The manual copying of works of art has probably existed since there were works of art themselves. Movable type made the copying of the written word affordable and swift. The technologies of photographic reproduction radically accelerated the copying of images, disseminating low-cost pictures globally. We have reached a watershed moment with the arrival and ever accelerating development of digital computation. In the past thirty years, internet culture fostered by the ubiquity of personal computing has propagated the social expectation of free (or nearly free) copying, resulting in radical transformations to the culture industry. In the latest development (which builds unmistakably upon the previous), computer programs freely generate complex and novel texts, sounds, and images based on relatively minimal initial human input. This art-historical moment, while long predicted by technologists and media theorists, has nevertheless arrived somewhat ahead of schedule. The crisis of authenticity, one of the theoretical hallmarks of what was called postmodern art, thus returns to the stage with new intensity.
The questions posed by these two works are broadly disquieting. What is authorship? How do the geneses of digital and analog works inform their reception? What are the future domains of expression, originality, provenance, and meaning in a globally networked world?
Kim Schoen’s work in video installation, photography, and text engages the rhetoric of display. Her absurdist, experimental approach takes on objects and language that try to persuade or convince us of something, using them as raw materials to say something new.
Kim Schoen (b. Princeton) received her MFA in Photography from CalArts in 2005, and her Mphil from The Royal College of Art in 2008. Her work has been exhibited at LACMA; MMoCA; BAM, Brooklyn, New York; Edith-Russ-Haus für Medienkunst, Kleine Humboldt Galerie, Germany; Museo di Arte Contemporanea di Roma; Whitechapel Gallery, South London Gallery, and MOT International, London; The California Museum of Photography, Moskowitz Bayse Gallery, Young Projects and Richard Telles Fine Art, Los Angeles. Her work is included in private and public collections, and has been written about in Artforum, Mousse, Art in America, The Los Angeles Times, and Hotshoe International. Her own writing (‘Cracking Walnuts: Nonsense and Repetition in Video Art’, ’The Serial Attitude Redux', 'The Expansion of the Instant: Photography, Anxiety, Infinity') can be found in X-TRA Contemporary Art Quarterly.
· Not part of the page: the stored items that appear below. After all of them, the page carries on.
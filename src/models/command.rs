//! Defines the data structures exchanged with the Discord application commands API.
//!
//! Includes:
//! - `CommandRecord`: a registered slash command, with unknown fields passed through untouched.
//! - `Scope`: whether a command is registered globally or for a single guild.
//! - `ListOutcome`: the tagged result of a list request.

use serde::{Deserialize, Serialize};
use serde_json::{Map, Value};
use std::fmt;

/// Placeholder displayed for commands without a description.
pub const NO_DESCRIPTION: &str = "Aucune";

/// A registered application command as returned by the API.
///
/// Only `id` and `name` are typed. Every other field (`description`, `options`, `version`, ...)
/// lives in `fields` so that saving a record writes back exactly what the API sent.
#[derive(Debug, Clone, PartialEq, Deserialize, Serialize)]
pub struct CommandRecord {
    pub id: String,
    pub name: String,
    #[serde(flatten)]
    pub fields: Map<String, Value>,
}

impl CommandRecord {
    /// Returns the command description, treating a missing, null or empty value as absent.
    pub fn description(&self) -> Option<&str> {
        self.fields
            .get("description")
            .and_then(Value::as_str)
            .filter(|d| !d.is_empty())
    }
}

/// Where a command is registered.
#[derive(Debug, Clone, Copy, PartialEq, Eq, Hash)]
pub enum Scope {
    /// Available in every guild the application is installed in.
    Global,
    /// Registered for one specific guild.
    Guild,
}

impl Scope {
    /// Name of the JSON file a retrieved list of this scope is saved to.
    pub fn file_name(self) -> &'static str {
        match self {
            Scope::Global => "commands_globales.json",
            Scope::Guild => "commands_serveur.json",
        }
    }

    /// Adjective used in console messages ("commandes globales", "commandes de serveur").
    pub fn label(self) -> &'static str {
        match self {
            Scope::Global => "globales",
            Scope::Guild => "de serveur",
        }
    }

    /// Singular form of [`Scope::label`] ("aucune commande globale").
    pub fn singular_label(self) -> &'static str {
        match self {
            Scope::Global => "globale",
            Scope::Guild => "de serveur",
        }
    }
}

impl fmt::Display for Scope {
    fn fmt(&self, f: &mut fmt::Formatter<'_>) -> fmt::Result {
        match self {
            Scope::Global => write!(f, "global"),
            Scope::Guild => write!(f, "guild"),
        }
    }
}

/// Result of listing the commands of one scope.
///
/// A failed request and an empty registration both leave the workflow with nothing to delete,
/// but they are reported differently to the user.
#[derive(Debug, Clone, PartialEq)]
pub enum ListOutcome {
    Fetched(Vec<CommandRecord>),
    Failed(String),
}

impl ListOutcome {
    /// The fetched commands, or an empty slice when the request failed.
    pub fn commands(&self) -> &[CommandRecord] {
        match self {
            ListOutcome::Fetched(commands) => commands,
            ListOutcome::Failed(_) => &[],
        }
    }

    pub fn is_failed(&self) -> bool {
        matches!(self, ListOutcome::Failed(_))
    }
}

#[cfg(test)]
mod tests {
    use super::*;
    use serde_json::json;

    #[test]
    fn test_record_keeps_unknown_fields() {
        let raw = json!({
            "id": "42",
            "name": "ping",
            "description": "Pong!",
            "type": 1,
            "options": [{"name": "target", "type": 6}],
            "default_member_permissions": null
        });

        let record: CommandRecord = serde_json::from_value(raw.clone()).unwrap();
        assert_eq!(record.id, "42");
        assert_eq!(record.name, "ping");
        assert_eq!(record.description(), Some("Pong!"));
        assert_eq!(serde_json::to_value(&record).unwrap(), raw);
    }

    #[test]
    fn test_description_absent_or_empty() {
        let missing: CommandRecord =
            serde_json::from_value(json!({"id": "1", "name": "a"})).unwrap();
        let empty: CommandRecord =
            serde_json::from_value(json!({"id": "2", "name": "b", "description": ""})).unwrap();
        let null: CommandRecord =
            serde_json::from_value(json!({"id": "3", "name": "c", "description": null})).unwrap();

        assert_eq!(missing.description(), None);
        assert_eq!(empty.description(), None);
        assert_eq!(null.description(), None);
    }

    #[test]
    fn test_scope_file_names() {
        assert_eq!(Scope::Global.file_name(), "commands_globales.json");
        assert_eq!(Scope::Guild.file_name(), "commands_serveur.json");
    }

    #[test]
    fn test_scope_labels() {
        assert_eq!(Scope::Global.label(), "globales");
        assert_eq!(Scope::Global.singular_label(), "globale");
        assert_eq!(Scope::Guild.singular_label(), "de serveur");
    }

    #[test]
    fn test_failed_outcome_has_no_commands() {
        let failed = ListOutcome::Failed("HTTP 401".to_string());
        assert!(failed.commands().is_empty());
        assert!(failed.is_failed());
        assert!(!ListOutcome::Fetched(Vec::new()).is_failed());
    }
}
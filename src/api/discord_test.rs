#[cfg(test)]
mod tests {
    use crate::api::{CommandApi, DiscordClient, ResponseBody};
    use crate::cli::Config;
    use crate::error::Result;
    use crate::models::{ListOutcome, Scope};
    use mockito::Matcher;
    use reqwest::{Method, StatusCode};
    use rstest::rstest;
    use serde_json::json;
    use std::path::PathBuf;

    const APP_ID: &str = "111";
    const GUILD_ID: &str = "222";
    const TOKEN: &str = "test_token";

    // Helper to build a configuration without going through the prompts
    fn test_config(guild_id: Option<&str>) -> Config {
        Config {
            application_id: APP_ID.to_string(),
            bot_token: TOKEN.to_string(),
            guild_id: guild_id.map(str::to_string),
            output_dir: PathBuf::from("unused"),
        }
    }

    fn global_path() -> String {
        format!("/api/v10/applications/{}/commands", APP_ID)
    }

    fn guild_path() -> String {
        format!("/api/v10/applications/{}/guilds/{}/commands", APP_ID, GUILD_ID)
    }

    #[tokio::test]
    async fn test_list_global_commands_success() -> Result<()> {
        let mut server = mockito::Server::new_async().await;
        let body = json!([
            {"id": "1", "name": "ping", "description": "Ping", "type": 1, "version": "9"},
            {"id": "2", "name": "pong", "description": ""}
        ]);
        let mock = server
            .mock("GET", global_path().as_str())
            .match_header("authorization", format!("Bot {}", TOKEN).as_str())
            .match_header("content-type", "application/json")
            .with_status(200)
            .with_header("content-type", "application/json")
            .with_body(body.to_string())
            .create_async()
            .await;

        let client = DiscordClient::new_with_base_url(&test_config(None), &server.url())?;
        let outcome = client.list_commands(Scope::Global).await;

        mock.assert_async().await;
        let commands = outcome.commands();
        assert_eq!(commands.len(), 2);
        assert_eq!(commands[0].id, "1");
        assert_eq!(commands[1].name, "pong");
        // Pass-through fields survive untouched
        assert_eq!(serde_json::to_value(commands)?, body);

        Ok(())
    }

    #[tokio::test]
    async fn test_list_guild_commands_uses_guild_endpoint() -> Result<()> {
        let mut server = mockito::Server::new_async().await;
        let mock = server
            .mock("GET", guild_path().as_str())
            .with_status(200)
            .with_body(r#"[{"id":"9","name":"local"}]"#)
            .create_async()
            .await;

        let client = DiscordClient::new_with_base_url(&test_config(Some(GUILD_ID)), &server.url())?;
        let outcome = client.list_commands(Scope::Guild).await;

        mock.assert_async().await;
        assert_eq!(outcome.commands().len(), 1);
        assert_eq!(outcome.commands()[0].id, "9");

        Ok(())
    }

    #[rstest]
    #[case(401)]
    #[case(403)]
    #[case(404)]
    #[case(429)]
    #[case(500)]
    #[case(204)]
    #[tokio::test]
    async fn test_list_non_200_is_failure(#[case] status: usize) -> Result<()> {
        let mut server = mockito::Server::new_async().await;
        let _m = server
            .mock("GET", global_path().as_str())
            .with_status(status)
            .with_header("retry-after", "1.5")
            .with_body(r#"{"message":"nope","code":0}"#)
            .create_async()
            .await;

        let client = DiscordClient::new_with_base_url(&test_config(None), &server.url())?;
        let outcome = client.list_commands(Scope::Global).await;

        assert!(outcome.is_failed());
        assert!(outcome.commands().is_empty());
        Ok(())
    }

    #[tokio::test]
    async fn test_list_non_array_body_is_failure() -> Result<()> {
        let mut server = mockito::Server::new_async().await;
        let _m = server
            .mock("GET", global_path().as_str())
            .with_status(200)
            .with_body("<html>maintenance</html>")
            .create_async()
            .await;

        let client = DiscordClient::new_with_base_url(&test_config(None), &server.url())?;
        let outcome = client.list_commands(Scope::Global).await;

        assert!(outcome.is_failed());
        Ok(())
    }

    #[tokio::test]
    async fn test_list_transport_error_is_failure() -> Result<()> {
        // Nothing listens on port 1
        let client = DiscordClient::new_with_base_url(&test_config(None), "http://127.0.0.1:1")?;
        let outcome = client.list_commands(Scope::Global).await;

        assert!(matches!(outcome, ListOutcome::Failed(_)));
        Ok(())
    }

    #[tokio::test]
    async fn test_guild_scope_without_guild_id_sends_nothing() -> Result<()> {
        let mut server = mockito::Server::new_async().await;
        let mock = server
            .mock("GET", Matcher::Any)
            .expect(0)
            .create_async()
            .await;
        let delete_mock = server
            .mock("DELETE", Matcher::Any)
            .expect(0)
            .create_async()
            .await;

        let client = DiscordClient::new_with_base_url(&test_config(Some("")), &server.url())?;
        assert!(client.list_commands(Scope::Guild).await.is_failed());
        assert!(!client.delete_command(Scope::Guild, "1", "ping").await);

        mock.assert_async().await;
        delete_mock.assert_async().await;
        Ok(())
    }

    #[rstest]
    #[case(200, true)]
    #[case(204, true)]
    #[case(400, false)]
    #[case(401, false)]
    #[case(404, false)]
    #[case(429, false)]
    #[case(500, false)]
    #[tokio::test]
    async fn test_delete_status_mapping(#[case] status: usize, #[case] expected: bool) -> Result<()> {
        let mut server = mockito::Server::new_async().await;
        let mock = server
            .mock("DELETE", format!("{}/42", global_path()).as_str())
            .match_header("authorization", format!("Bot {}", TOKEN).as_str())
            .with_status(status)
            .create_async()
            .await;

        let client = DiscordClient::new_with_base_url(&test_config(None), &server.url())?;
        let deleted = client.delete_command(Scope::Global, "42", "answer").await;

        mock.assert_async().await;
        assert_eq!(deleted, expected);
        Ok(())
    }

    #[tokio::test]
    async fn test_delete_guild_command_path() -> Result<()> {
        let mut server = mockito::Server::new_async().await;
        let mock = server
            .mock("DELETE", format!("{}/7", guild_path()).as_str())
            .with_status(204)
            .create_async()
            .await;

        let client = DiscordClient::new_with_base_url(&test_config(Some(GUILD_ID)), &server.url())?;
        assert!(client.delete_command(Scope::Guild, "7", "local").await);

        mock.assert_async().await;
        Ok(())
    }

    #[tokio::test]
    async fn test_delete_transport_error_returns_false() -> Result<()> {
        let client = DiscordClient::new_with_base_url(&test_config(None), "http://127.0.0.1:1")?;
        assert!(!client.delete_command(Scope::Global, "42", "answer").await);
        Ok(())
    }

    #[tokio::test]
    async fn test_send_parses_json_and_falls_back_to_text() -> Result<()> {
        let mut server = mockito::Server::new_async().await;
        let _json = server
            .mock("GET", "/json")
            .with_status(200)
            .with_header("x-ratelimit-remaining", "4")
            .with_body(r#"{"ok":true}"#)
            .create_async()
            .await;
        let _text = server
            .mock("GET", "/text")
            .with_status(502)
            .with_body("Bad Gateway")
            .create_async()
            .await;
        let _empty = server
            .mock("GET", "/empty")
            .with_status(204)
            .create_async()
            .await;

        let client = DiscordClient::new_with_base_url(&test_config(None), &server.url())?;

        let json = client.send(Method::GET, "/json", None).await?;
        assert_eq!(json.status, StatusCode::OK);
        assert_eq!(json.data, ResponseBody::Json(json!({"ok": true})));
        assert_eq!(
            json.headers.get("x-ratelimit-remaining").and_then(|v| v.to_str().ok()),
            Some("4")
        );

        let text = client.send(Method::GET, "/text", None).await?;
        assert_eq!(text.status, StatusCode::BAD_GATEWAY);
        assert_eq!(text.data, ResponseBody::Text("Bad Gateway".to_string()));

        let empty = client.send(Method::GET, "/empty", None).await?;
        assert_eq!(empty.data, ResponseBody::Empty);

        Ok(())
    }

    #[tokio::test]
    async fn test_send_writes_json_body() -> Result<()> {
        let mut server = mockito::Server::new_async().await;
        let mock = server
            .mock("POST", global_path().as_str())
            .match_body(Matcher::Json(json!({"name": "ping", "description": "Ping"})))
            .with_status(201)
            .with_body(r#"{"id":"5","name":"ping"}"#)
            .create_async()
            .await;

        let client = DiscordClient::new_with_base_url(&test_config(None), &server.url())?;
        let body = json!({"name": "ping", "description": "Ping"});
        let response = client.send(Method::POST, &global_path(), Some(&body)).await?;

        mock.assert_async().await;
        assert_eq!(response.status, StatusCode::CREATED);
        Ok(())
    }
}
use plotters::prelude::*;
use shared::models::{EXPENSE_COLOR, INCOME_COLOR};
use shared::{to_display, WidgetSlot};
use web_sys::HtmlCanvasElement;
use yew::prelude::*;

use super::chart_handle::{chart_error, hex_color, CanvasArea, ChartHandle};

const BAR_LABELS: [&str; 2] = ["Receitas", "Despesas"];

#[derive(Properties, PartialEq)]
pub struct IncomeExpenseChartProps {
    pub receitas: f64,
    pub despesas: f64,
}

/// Bar chart of the month's income against its expenses.
pub struct IncomeExpenseChart {
    canvas_ref: NodeRef,
    chart: WidgetSlot<ChartHandle>,
}

impl Component for IncomeExpenseChart {
    type Message = ();
    type Properties = IncomeExpenseChartProps;

    fn create(_ctx: &Context<Self>) -> Self {
        Self {
            canvas_ref: NodeRef::default(),
            chart: WidgetSlot::new("income-expense-chart"),
        }
    }

    fn changed(&mut self, ctx: &Context<Self>, old_props: &Self::Properties) -> bool {
        ctx.props() != old_props
    }

    fn rendered(&mut self, ctx: &Context<Self>, _first_render: bool) {
        let Some(canvas) = self.canvas_ref.cast::<HtmlCanvasElement>() else {
            return;
        };
        let props = ctx.props();
        let (receitas, despesas) = (props.receitas, props.despesas);

        let chart = self
            .chart
            .replace(|| ChartHandle::draw(canvas, |root| draw_bars(root, receitas, despesas)));
        if let Some(error) = chart.error() {
            gloo::console::error!("Failed to draw income/expense chart:", error.to_string());
        }
    }

    fn view(&self, _ctx: &Context<Self>) -> Html {
        html! {
            <div class="chart-container">
                <h3 class="chart-title">{"Receitas x Despesas"}</h3>
                <canvas
                    id="barChart"
                    ref={self.canvas_ref.clone()}
                    width="480"
                    height="320"
                ></canvas>
            </div>
        }
    }
}

/// Top of the value axis: a tenth of headroom, never below one real.
pub fn value_axis_max(receitas: f64, despesas: f64) -> f64 {
    let highest = receitas.max(despesas).max(0.0);
    (highest * 1.1).max(1.0)
}

fn segment_label(value: &SegmentValue<u32>) -> String {
    match value {
        SegmentValue::Exact(index) | SegmentValue::CenterOf(index) => BAR_LABELS
            .get(*index as usize)
            .map(|label| label.to_string())
            .unwrap_or_default(),
        SegmentValue::Last => String::new(),
    }
}

fn draw_bars(root: &CanvasArea, receitas: f64, despesas: f64) -> Result<(), String> {
    root.fill(&WHITE).map_err(chart_error)?;

    let mut chart = ChartBuilder::on(root)
        .margin(15)
        .x_label_area_size(35)
        .y_label_area_size(100)
        .build_cartesian_2d(
            (0u32..2u32).into_segmented(),
            0f64..value_axis_max(receitas, despesas),
        )
        .map_err(chart_error)?;

    chart
        .configure_mesh()
        .disable_x_mesh()
        .y_label_formatter(&|v| to_display(*v))
        .x_label_formatter(&segment_label)
        .label_style(("sans-serif", 12))
        .bold_line_style(&RGBColor(235, 235, 235))
        .light_line_style(&RGBColor(248, 248, 248))
        .y_labels(6)
        .draw()
        .map_err(chart_error)?;

    let bars = [(0u32, receitas, INCOME_COLOR), (1u32, despesas, EXPENSE_COLOR)];
    for (index, value, color) in bars {
        chart
            .draw_series(
                Histogram::vertical(&chart)
                    .style(hex_color(color).filled())
                    .margin(40)
                    .data(std::iter::once((index, value.max(0.0)))),
            )
            .map_err(chart_error)?;
    }

    root.present().map_err(chart_error)
}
Kim is also the co-founder, publisher and editor of MATERIAL, a journal of writing by artists.
Benjamin Lord’s work explores the poetics of the mediated subject, with a particular regard for the relationship between photography and fiction. Spanning the techniques of printmaking, sculpture, drawing, the artist’s book, and the occasional performance, his work often presents situations in which old and new worldviews intertwine or collide, with harmonious, comic, or tragic results.
Lord began as a painter, studying at the University of Chicago with Vera Klement. He began making large photographic prints after college, in the early days of ubiquitous digital image editing. He received his MFA at UCLA. He has since exhibited his work internationally. His work is in major public collections including the Museum of Modern Art, the Walker Art Center, and the Los Angeles County Museum. He lives and works in Los Angeles.